# Cross drilling



## IanN (Sep 2, 2007)

I have seen many designs for jigs and fixtures to assist with accurate cross drilling but apart from the fact that you end up building a special tool for the task, most designs use guide bushes and so a different sized bush is required for each size hole that you need.

The following method uses only a vee-block (which you would use to hold round stock for machining anyway) and avoids the use of special jigs and custom bushes.

In the following pictures securing bolts, clamps, etc have been left off to allow clearer pics - in reality everything would be secured of course.

Secure a piece of round, straight bar in the drill chuck. Push the bar onto the vee to centre the vee-block under the chuck.

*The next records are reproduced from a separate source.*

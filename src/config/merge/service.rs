//! MergeService: orchestrates sources, applies merge policy, deserializes to CatalogConfig.

use crate::config::sources::{environment, global_file};
use crate::config::CatalogConfig;
use config::{ConfigError, File};
use std::path::Path;

use super::builder_with_defaults;

/// Merge service for config composition.
pub struct MergeService;

impl MergeService {
    /// Load config from the standard sources.
    /// Precedence: defaults (lowest) -> global file -> explicit file -> environment (highest).
    pub fn load(explicit: Option<&Path>) -> Result<CatalogConfig, ConfigError> {
        Self::load_layers(global_file::config_path().as_deref(), explicit)
    }

    /// Load config with the global file location supplied by the caller.
    pub fn load_layers(
        global: Option<&Path>,
        explicit: Option<&Path>,
    ) -> Result<CatalogConfig, ConfigError> {
        let mut builder = builder_with_defaults()?;
        if let Some(path) = global {
            builder = global_file::add_to_builder(builder, path);
        }
        if let Some(path) = explicit {
            builder = builder.add_source(File::from(path));
        }
        let builder = environment::add_to_builder(builder);

        builder.build()?.try_deserialize()
    }
}
//! Merge policy and service for config composition.

pub mod service;

use config::builder::DefaultState;
use config::{ConfigBuilder, ConfigError};

/// Builder seeded with the values every layer falls back to.
pub(crate) fn builder_with_defaults() -> Result<ConfigBuilder<DefaultState>, ConfigError> {
    let defaults = super::SourceConfig::default();
    config::Config::builder()
        .set_default("source.base_url", defaults.base_url)?
        .set_default("source.timeout_ms", defaults.timeout_ms as i64)?
        .set_default("source.user_agent", defaults.user_agent)?
        .set_default("cache.load_roots_on_start", true)
}
//! Per-node sequencing for refreshes
//!
//! Two refreshes that patch the same fields of the same node must not
//! interleave: the later response would otherwise be free to land first. Each
//! (node, facet) pair gets its own async lock; refreshes of different nodes or
//! of disjoint facets never wait on each other.

use crate::types::NodeId;
use parking_lot::RwLock;
use std::collections::HashMap;
use std::sync::Arc;
use tokio::sync::{Mutex, OwnedMutexGuard};

/// Field set a refresh writes
#[derive(Debug, Clone, Copy, PartialEq, Eq, Hash)]
pub enum Facet {
    /// Node metadata and, when loaded, its child list
    Metadata,
    /// Document availability slots only
    Documents,
}

/// Per-node lock manager for refresh sequencing
pub struct NodeLockManager {
    /// Map from (node, facet) to its async lock
    locks: Arc<RwLock<HashMap<(NodeId, Facet), Arc<Mutex<()>>>>>,
}

impl NodeLockManager {
    /// Create a new node lock manager
    pub fn new() -> Self {
        Self {
            locks: Arc::new(RwLock::new(HashMap::new())),
        }
    }

    fn get_node_lock(&self, key: (NodeId, Facet)) -> Arc<Mutex<()>> {
        {
            let map = self.locks.read();
            if let Some(lock) = map.get(&key) {
                return lock.clone();
            }
        }

        let mut map = self.locks.write();
        // Another caller may have inserted it between the two locks
        map.entry(key)
            .or_insert_with(|| Arc::new(Mutex::new(())))
            .clone()
    }

    /// Wait for exclusive access to one facet of a node
    ///
    /// The guard is owned so it can be held across `.await` points.
    pub async fn acquire(&self, node_id: NodeId, facet: Facet) -> OwnedMutexGuard<()> {
        self.get_node_lock((node_id, facet)).lock_owned().await
    }

    /// Drop the locks of nodes that left the store
    pub fn forget(&self, node_ids: &[NodeId]) {
        if node_ids.is_empty() {
            return;
        }
        let mut map = self.locks.write();
        map.retain(|(id, _), lock| !node_ids.contains(id) || Arc::strong_count(lock) > 1);
    }

    /// Number of tracked locks
    pub fn len(&self) -> usize {
        self.locks.read().len()
    }

    pub fn is_empty(&self) -> bool {
        self.locks.read().is_empty()
    }
}

impl Default for NodeLockManager {
    fn default() -> Self {
        Self::new()
    }
}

At this point it is a good idea to rotate the chuck by hand through 90 degs, 180 degs and 270 degs, testing the location of the vee-block at each point to check the straightness of the bar (and the concentricity of the chuck!)

You now have the centre of the vee directly aligned with the centre of rotation of the drill chuck.

Bolt down the vee-block and place a centre drill (Slocombe drill) in the drill chuck. Secure the bar to be drilled in the vee-block and start the cross hole.







Once started with the centre drill, follow up with the required size twist drill.

I do not claim any originality in this method - it was taught to me, many years ago, by someone far older and wiser than myself.

Ian.


----------



## Bogstandard (Sep 2, 2007)

Very good tip Ian.
You can get repeatability as well, and with any size.
Must try this out myself. I usually do it a long winded way with my miller and edge finder.

John


----------



## ikif (Jan 5, 2016)

....poetry​


----------



## Herbiev (Jan 5, 2016)

Thanks for the tip


----------



## goldstar31 (Jan 6, 2016)

Whilst I agree, there is yet another simpler system. Lay a short piece of sheet steel or a 6" rule on the top of the round and ensure that the drill keeps the rule horizontal.

Again, it is similar to using the technique as a quick way to set a lathe tool at centre height.

Further, nip a safety razor between centres- likewise.

After all, it is only school boy Euclidian geometry, isn't it?

Cheers


Norman


----------



## deverett (Jan 6, 2016)

Bogstandard said:


> Very good tip Ian.
> You can get repeatability as well, and with any size.
> Must try this out myself. *I usually do it a long winded way with my miller and edge finder.*
> 
> John



Ditto.

For small diameters, I have a selection of steel blocks predrilled with the diameter of the bar and the cross drill.









Dave
The Emerald Isle


----------